Biomarker Integration Beyond PD-L1
While PD-L1 remains the cornerstone biomarker, its predictive power is enhanced when considered alongside other biological markers.
Tumor Mutational Burden (TMB)
- High TMB correlates with greater neoantigen load and increased response to checkpoint blockade.
- While not routinely used, TMB is emerging as a complementary biomarker in NSCLC.
Genomic Alterations
- EGFR and ALK mutations are typically less responsive to PD-1/PD-L1 inhibition.
- PD-L1 testing must be integrated with molecular profiling for EGFR, ALK, ROS1, BRAF, KRAS, MET, RET, and HER2.
Frontline Treatment Strategies Based on PD-L1 Levels
| PD-L1 Status (TPS) | Recommended Strategy |
|---|---|
| ≥ 50% | Monotherapy with pembrolizumab or cemiplimab |
| 1–49% | Combination of PD-1 inhibitor with platinum chemo |
| < 1% | Chemo-immunotherapy combinations or clinical trials |
Clinical decision-making also considers:
- Performance status (ECOG PS)
- Comorbidities
- Driver mutations
- Metastatic burden (especially brain/liver involvement)
Resistance to Immunotherapy in PD-L1 Positive NSCLC
Primary and Acquired Resistance
Despite PD-L1 expression, not all patients respond.
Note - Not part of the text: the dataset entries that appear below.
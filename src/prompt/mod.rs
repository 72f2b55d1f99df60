use anyhow::{Context, Result};
use fs_err as fs;
use std::path::Path;

use crate::template::Template;

pub const PROMPT_FIELDS: [&str; 4] = ["rpp_content", "examples", "instruction", "rpp_path"];
pub const EXAMPLE_FIELDS: [&str; 2] = ["instruction", "answer_code"];

fn builtin_prompt() -> &'static str {
r#"######## START OF RPP FILE ########
{rpp_content}
######## END OF RPP FILE ########

You are a code co-pilot, writing Python code to controll the digital audio workstation Reaper through its Python API.
Given the existing (potientially empty) Reaper project in the RPP file above, write Python code that edits the Reaper project according to the instruction below.
A Reaper Python API method `method_name` can be called with this line of code: `RPR.method_name` (see examples below).
Output code according to the examples below.
Output nothing else than the Python code.

{examples}

INSTRUCTION: {instruction}
RPP PROJECT PATH: {rpp_path}"#
}

fn builtin_example() -> &'static str {
r#"Here is an example:
Instruction: {instruction}
RPP project path: /Documents/my_reaper_projects/my_reaper_project.RPP
Output:
{answer_code}"#
}

/// The four-slot prompt sent to the LLM.
#[derive(Debug, Clone)]
pub struct PromptTemplate(Template);

impl PromptTemplate {
    pub fn new(text: impl Into<String>) -> Result<Self> {
        Ok(Self(Template::new(text, &PROMPT_FIELDS)?))
    }

    pub fn builtin() -> Self {
        Self(Template::new(builtin_prompt(), &PROMPT_FIELDS).expect("built-in prompt template is valid"))
    }

    pub fn from_file(path: &Path) -> Result<Self> {
        let text = fs::read_to_string(path)?;
        Self::new(text).with_context(|| format!("invalid prompt template {}", path.display()))
    }

    pub fn render(&self, rpp_content: &str, examples: &str, instruction: &str, rpp_path: &str) -> Result<String> {
        Ok(self.0.render(&[
            ("rpp_content", rpp_content),
            ("examples", examples),
            ("instruction", instruction),
            ("rpp_path", rpp_path),
        ])?)
    }
}

/// Layout of one few-shot example inside the examples block.
#[derive(Debug, Clone)]
pub struct ExampleTemplate(Template);

impl ExampleTemplate {
    pub fn builtin() -> Self {
        Self(Template::new(builtin_example(), &EXAMPLE_FIELDS).expect("built-in example template is valid"))
    }

    pub fn render(&self, instruction: &str, answer_code: &str) -> Result<String> {
        Ok(self.0.render(&[("instruction", instruction), ("answer_code", answer_code)])?)
    }
}

/// Read the project file and substitute it, with the other three slots, into `template`.
pub fn build_prompt(template: &PromptTemplate, rpp_path: &Path, examples: &str, instruction: &str) -> Result<String> {
    let rpp_content = fs::read_to_string(rpp_path)?;
    template.render(&rpp_content, examples, instruction, &rpp_path.display().to_string())
}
Resistance mechanisms include:
- Loss of antigen presentation (e.g., B2M mutations)
- T-cell exclusion due to stromal barriers
- Upregulation of alternate checkpoints (e.g., LAG-3, TIM-3)
- Immunosuppressive cell populations (Tregs, MDSCs)
Overcoming Resistance
- Dual checkpoint blockade (e.g., PD-1 + CTLA-4 inhibitors)
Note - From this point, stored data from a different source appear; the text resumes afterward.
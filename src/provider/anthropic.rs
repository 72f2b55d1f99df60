use anyhow::{anyhow, Context, Result};
use async_trait::async_trait;
use reqwest::Client;
use serde::{Deserialize, Serialize};
use std::time::Duration;

use crate::errors::ReaperNlpError;
use super::Provider;

pub struct Anthropic {
    pub model: String,
    pub api_key: String,
    pub timeout: Duration,
    pub api_base: String,
    pub api_version: String,
}

impl Anthropic {
    pub fn from_env(model: String, timeout_secs: u64) -> Result<Self> {
        let api_key = std::env::var("ANTHROPIC_API_KEY")
            .map_err(|_| anyhow!("ANTHROPIC_API_KEY env var is not set"))?;
        Ok(Self {
            model,
            api_key,
            timeout: Duration::from_secs(timeout_secs),
            api_base: "https://api.anthropic.com".into(),
            api_version: "2023-06-01".into(),
        })
    }
}

#[derive(Serialize)]
struct MsgRequest<'a> {
    model: &'a str,
    max_tokens: u32,
    messages: Vec<Msg<'a>>,
}

#[derive(Serialize)]
struct Msg<'a> {
    role: &'a str,
    content: &'a str,
}

#[derive(Deserialize)]
struct MsgResponse {
    content: Vec<Block>,
}

#[derive(Deserialize)]
struct Block {
    #[serde(default)]
    text: String,
    #[serde(default)]
    r#type: String,
}

fn first_text(body: &str) -> Result<String> {
    let parsed: MsgResponse = serde_json::from_str(body)
        .map_err(|e| anyhow!("anthropic response parse error: {}", e))?;
    parsed
        .content
        .into_iter()
        .find(|b| b.r#type == "text" || !b.text.is_empty())
        .map(|b| b.text)
        .ok_or_else(|| ReaperNlpError::Provider("anthropic: empty content".into()).into())
}

#[async_trait]
impl Provider for Anthropic {
    async fn complete(&self, prompt: &str) -> Result<String> {
        let url = format!("{}/v1/messages", self.api_base.trim_end_matches('/'));
        let client = Client::builder().timeout(self.timeout).build()?;
        let body = MsgRequest {
            model: &self.model,
            max_tokens: 4096,
            messages: vec![Msg { role: "user", content: prompt }],
        };

        log::debug!("anthropic: POST {}", url);

        let resp = client
            .post(&url)
            .header("x-api-key", &self.api_key)
            .header("anthropic-version", &self.api_version)
            .json(&body)
            .send()
            .await
            .context("anthropic request failed")?;

        let status = resp.status();
        let text = resp.text().await.context("anthropic read body failed")?;
        log::trace!("anthropic: raw body:\n{}", text);

        if !status.is_success() {
            return Err(ReaperNlpError::Provider(format!("anthropic API error ({}): {}", status, text)).into());
        }
        first_text(&text)
    }
}
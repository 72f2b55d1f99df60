use async_trait::async_trait;
use anyhow::{anyhow, Result};
use reqwest::Client;
use serde::Deserialize;
use serde_json::json;
use std::time::Duration;

use crate::errors::ReaperNlpError;

/// OpenAI chat completions; the prompt goes in as a single user message.
pub struct OpenAIProvider {
    model: String,
    client: Client,
    timeout_secs: u64,
}

impl OpenAIProvider {
    pub fn new(model: String, timeout_secs: u64) -> Self {
        Self {
            model,
            client: Client::new(),
            timeout_secs,
        }
    }
}

#[derive(Deserialize)]
struct ChatMessage {
    #[serde(default)]
    content: Option<String>,
}

#[derive(Deserialize)]
struct Choice {
    message: ChatMessage,
}

#[derive(Deserialize)]
struct ChatResponse {
    choices: Vec<Choice>,
}

pub(crate) fn first_choice(text: &str) -> Result<String> {
    let parsed: ChatResponse = serde_json::from_str(text)
        .map_err(|e| anyhow!("Failed to parse OpenAI response: {e}\nRaw: {text}"))?;
    parsed
        .choices
        .into_iter()
        .next()
        .and_then(|c| c.message.content)
        .ok_or_else(|| ReaperNlpError::Provider("openai: response has no message content".into()).into())
}

#[async_trait]
impl super::Provider for OpenAIProvider {
    async fn complete(&self, prompt: &str) -> Result<String> {
        let api_key = std::env::var("OPENAI_API_KEY")
            .map_err(|_| anyhow!("OPENAI_API_KEY env var is not set"))?;

        let body = json!({
            "model": self.model,
            "messages": [
                {
                    "role": "user",
                    "content": prompt
                }
            ],
            "temperature": 0.0,
            "top_p": 1.0
        });

        log::debug!("openai: POST /v1/chat/completions model={}", self.model);

        let resp = self
            .client
            .post("https://api.openai.com/v1/chat/completions")
            .bearer_auth(api_key)
            .timeout(Duration::from_secs(self.timeout_secs))
            .json(&body)
            .send()
            .await?;

        let status = resp.status();
        let text = resp.text().await?;
        log::trace!("openai: raw response ({status}):\n{text}");

        if !status.is_success() {
            return Err(ReaperNlpError::Provider(format!("OpenAI API error ({}): {}", status, text)).into());
        }

        first_choice(&text)
    }
}
use anyhow::{Context, Result};
use fs_err as fs;
use serde::{Deserialize, Serialize};
use std::path::{Path, PathBuf};

use crate::errors::ReaperNlpError;
use crate::prompt::ExampleTemplate;

/// One few-shot example: an instruction and the file holding its reference script.
#[derive(Debug, Clone, PartialEq, Eq, Serialize, Deserialize)]
pub struct Example {
    pub instruction: String,
    pub answer_file: String,
}

impl Example {
    fn new(instruction: &str, answer_file: &str) -> Self {
        Self { instruction: instruction.into(), answer_file: answer_file.into() }
    }
}

pub const DEFAULT_EXAMPLES_DIR: &str = "assets/reaper_api_examples";

pub fn builtin_examples() -> Vec<Example> {
    vec![
        Example::new("Create a new track with the file '/Documents/reaper_material/vocals.wav'", "new_media_track.py"),
        Example::new("Mute the track at index 0", "mute_track_by_index.py"),
        Example::new("Mute all tracks", "mute_all_tracks.py"),
        Example::new("Solo the track at index 0", "solo_track_by_index.py"),
        Example::new("Mute the track with the name 'my_track_name'", "mute_track_by_name.py"),
        Example::new("Decrease the volume of the track at index 0 by 50%", "track_volume.py"),
        Example::new("Change panning of the track at index 0 to 50% left", "track_pan.py"),
        Example::new("Increase the volume of the master track by 100%", "master_volume.py"),
        Example::new("Change panning of the master track to 75% right", "master_pan.py"),
        Example::new(
            "For the track at index 0: add an equalization (EQ) with three bands:\n\
             -A hipass filter: frequency 100 Hz, gain +6 dB, bandwidth 1.0 oct\n\
             -A loshelf filter: frequency 1000 Hz, gain -3 dB, bandwidth 1.0 oct\n\
             -A band filter: frequency 8000 Hz, gain +2 dB, bandwidth 1.0 oct",
            "track_eq.py",
        ),
        Example::new("Disable the first bandpass filter on the track at index 0", "track_eq_disable_band.py"),
        Example::new("Disable the equalizer of the track at index 0", "track_eq_disable.py"),
        Example::new("Remove the EQ of the track at index 0", "track_eq_remove.py"),
    ]
}

/// An ordered example list plus the directory its answer files live in.
#[derive(Debug, Clone)]
pub struct Library {
    pub dir: PathBuf,
    pub examples: Vec<Example>,
}

#[derive(Deserialize)]
struct Manifest {
    #[serde(rename = "example", default)]
    examples: Vec<Example>,
}

impl Library {
    pub fn builtin(dir: impl Into<PathBuf>) -> Self {
        Self { dir: dir.into(), examples: builtin_examples() }
    }

    /// Load a `[[example]]` TOML manifest; answer files resolve next to it.
    pub fn from_manifest(path: &Path) -> Result<Self> {
        let text = fs::read_to_string(path)?;
        let manifest: Manifest = toml::from_str(&text)
            .with_context(|| format!("parsing example manifest {}", path.display()))?;
        let dir = path.parent().map(Path::to_path_buf).unwrap_or_default();
        Ok(Self { dir, examples: manifest.examples })
    }

    /// Pair every instruction with its reference code, in list order.
    pub fn load(&self) -> Result<Vec<(String, String)>, ReaperNlpError> {
        self.examples
            .iter()
            .map(|ex| {
                let path = self.dir.join(&ex.answer_file);
                fs::read_to_string(&path)
                    .map(|code| (ex.instruction.clone(), code))
                    .map_err(|source| ReaperNlpError::Example { path, source })
            })
            .collect()
    }

    pub fn build_block(&self, template: &ExampleTemplate) -> Result<String> {
        let loaded = self.load()?;
        let rendered = loaded
            .iter()
            .map(|(instruction, code)| template.render(instruction, code))
            .collect::<Result<Vec<_>>>()?;
        log::debug!("built examples block from {} example(s) in {}", rendered.len(), self.dir.display());
        Ok(rendered.join("\n\n"))
    }
}

#[cfg(test)]
mod tests {
    use super::*;

    fn lib_with(files: &[(&str, &str, &str)]) -> (tempfile::TempDir, Library) {
        let dir = tempfile::tempdir().unwrap();
        let mut examples = Vec::new();
        for (instruction, file, code) in files {
            std::fs::write(dir.path().join(file), code).unwrap();
            examples.push(Example::new(instruction, file));
        }
        let lib = Library { dir: dir.path().to_path_buf(), examples };
        (dir, lib)
    }

    #[test]
    fn block_preserves_order_and_uniqueness() {
        let (_dir, lib) = lib_with(&[
            ("second", "b.py", "code_b"),
            ("first", "a.py", "code_a"),
            ("third", "c.py", "code_c"),
        ]);
        let block = lib.build_block(&ExampleTemplate::builtin()).unwrap();

        let pos = |s: &str| block.find(s).unwrap();
        assert!(pos("Instruction: second") < pos("Instruction: first"));
        assert!(pos("Instruction: first") < pos("Instruction: third"));
        for s in ["code_a", "code_b", "code_c", "Instruction: first"] {
            assert_eq!(block.matches(s).count(), 1);
        }
        assert_eq!(block.matches("\n\nHere is an example:").count(), 2);
        assert!(block.contains("Output:\ncode_b\n\nHere is an example:\nInstruction: first"));
    }

    #[test]
    fn reference_code_is_verbatim() {
        let code = "  x = 1\n\n# trailing\n";
        let (_dir, lib) = lib_with(&[("keep", "k.py", code)]);
        assert_eq!(lib.load().unwrap(), vec![("keep".to_string(), code.to_string())]);
    }

    #[test]
    fn unreadable_file_fails_the_whole_build() {
        let (_dir, mut lib) = lib_with(&[("ok", "ok.py", "pass")]);
        lib.examples.push(Example::new("missing", "missing.py"));
        let err = lib.build_block(&ExampleTemplate::builtin()).unwrap_err();
        assert!(matches!(err.downcast_ref::<ReaperNlpError>(), Some(ReaperNlpError::Example { .. })));
    }

    #[test]
    fn manifest_resolves_files_relative_to_itself() {
        let dir = tempfile::tempdir().unwrap();
        std::fs::write(dir.path().join("one.py"), "RPR.Undo_BeginBlock()").unwrap();
        let manifest = dir.path().join("examples.toml");
        std::fs::write(&manifest, "[[example]]\ninstruction = \"Do one\"\nanswer_file = \"one.py\"\n").unwrap();

        let lib = Library::from_manifest(&manifest).unwrap();
        assert_eq!(lib.dir, dir.path());
        assert_eq!(lib.load().unwrap(), vec![("Do one".to_string(), "RPR.Undo_BeginBlock()".to_string())]);
    }

    #[test]
    fn builtin_library_ships_every_answer_file() {
        let dir = Path::new(env!("CARGO_MANIFEST_DIR")).join(DEFAULT_EXAMPLES_DIR);
        let lib = Library::builtin(dir);
        assert_eq!(lib.examples.len(), 13);
        assert_eq!(lib.load().unwrap().len(), 13);
    }

    #[test]
    fn builtin_eq_examples_use_reaeq_bandtypes() {
        // ReaScript bandtypes run from -1 (master gain) to 7 (parallel bandpass).
        let dir = Path::new(env!("CARGO_MANIFEST_DIR")).join(DEFAULT_EXAMPLES_DIR);
        let re = regex::Regex::new(r"TrackFX_(?:SetEQParam|SetEQBandEnabled)\(track, fx, (-?\d+),").unwrap();
        let mut seen = 0;
        for (_, code) in Library::builtin(dir).load().unwrap() {
            assert!(!code.contains("BANDTYPE"));
            for caps in re.captures_iter(&code) {
                let bandtype: i32 = caps[1].parse().unwrap();
                assert!((-1..=7).contains(&bandtype), "bandtype {bandtype} out of range");
                seen += 1;
            }
        }
        assert_eq!(seen, 10);
    }
}
use anyhow::Result;
use async_trait::async_trait;

use crate::cli::ProviderKind;

pub mod openai;
pub mod anthropic;
pub mod ollama;

/// Anything that maps one prompt to one text reply.
#[async_trait]
pub trait Provider: Send + Sync {
    async fn complete(&self, prompt: &str) -> Result<String>;
}

pub type DynProvider = Box<dyn Provider + Send + Sync>;

pub fn make_provider(
    kind: ProviderKind,
    model: String,
    timeout_secs: u64,
    ollama_url: Option<String>,
) -> Result<DynProvider> {
    match kind {
        ProviderKind::OpenAI => Ok(Box::new(openai::OpenAIProvider::new(model, timeout_secs))),
        ProviderKind::Anthropic => Ok(Box::new(anthropic::Anthropic::from_env(model, timeout_secs)?)),
        ProviderKind::Ollama => Ok(Box::new(ollama::Ollama::new(
            model,
            ollama_url.unwrap_or_else(|| ollama::DEFAULT_URL.to_string()),
            timeout_secs,
        ))),
    }
}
- Targeted therapy combinations (e.g., KRAS + ICI)
- Oncolytic viruses, vaccines, or epigenetic modifiers to reinvigorate immune responses
Future Directions in PD-L1 Positive NSCLC Management
Ongoing Clinical Trials
- PD-1 + TIGIT inhibition (e.g., tiragolumab + atezolizumab)
- Triplet regimens combining immunotherapy, anti-angiogenics, and chemotherapy
- Neoantigen-specific T-cell therapies in high TMB or MSI-H tumors
Liquid Biopsy and Dynamic PD-L1 Monitoring
- Circulating tumor DNA (ctDNA) and exosomal PD-L1 are under evaluation for non-invasive monitoring and predicting relapse or response.
PD-L1 positive NSCLC defines a molecularly and immunologically actionable subset of lung cancer, enabling the integration of immunotherapy as a cornerstone of treatment. PD-L1 testing through validated assays guides frontline decisions, while combination strategies expand therapeutic reach. As our understanding of resistance deepens and novel biomarkers emerge, the future of PD-L1 guided therapy promises increasingly precise, durable, and effective outcomes for patients.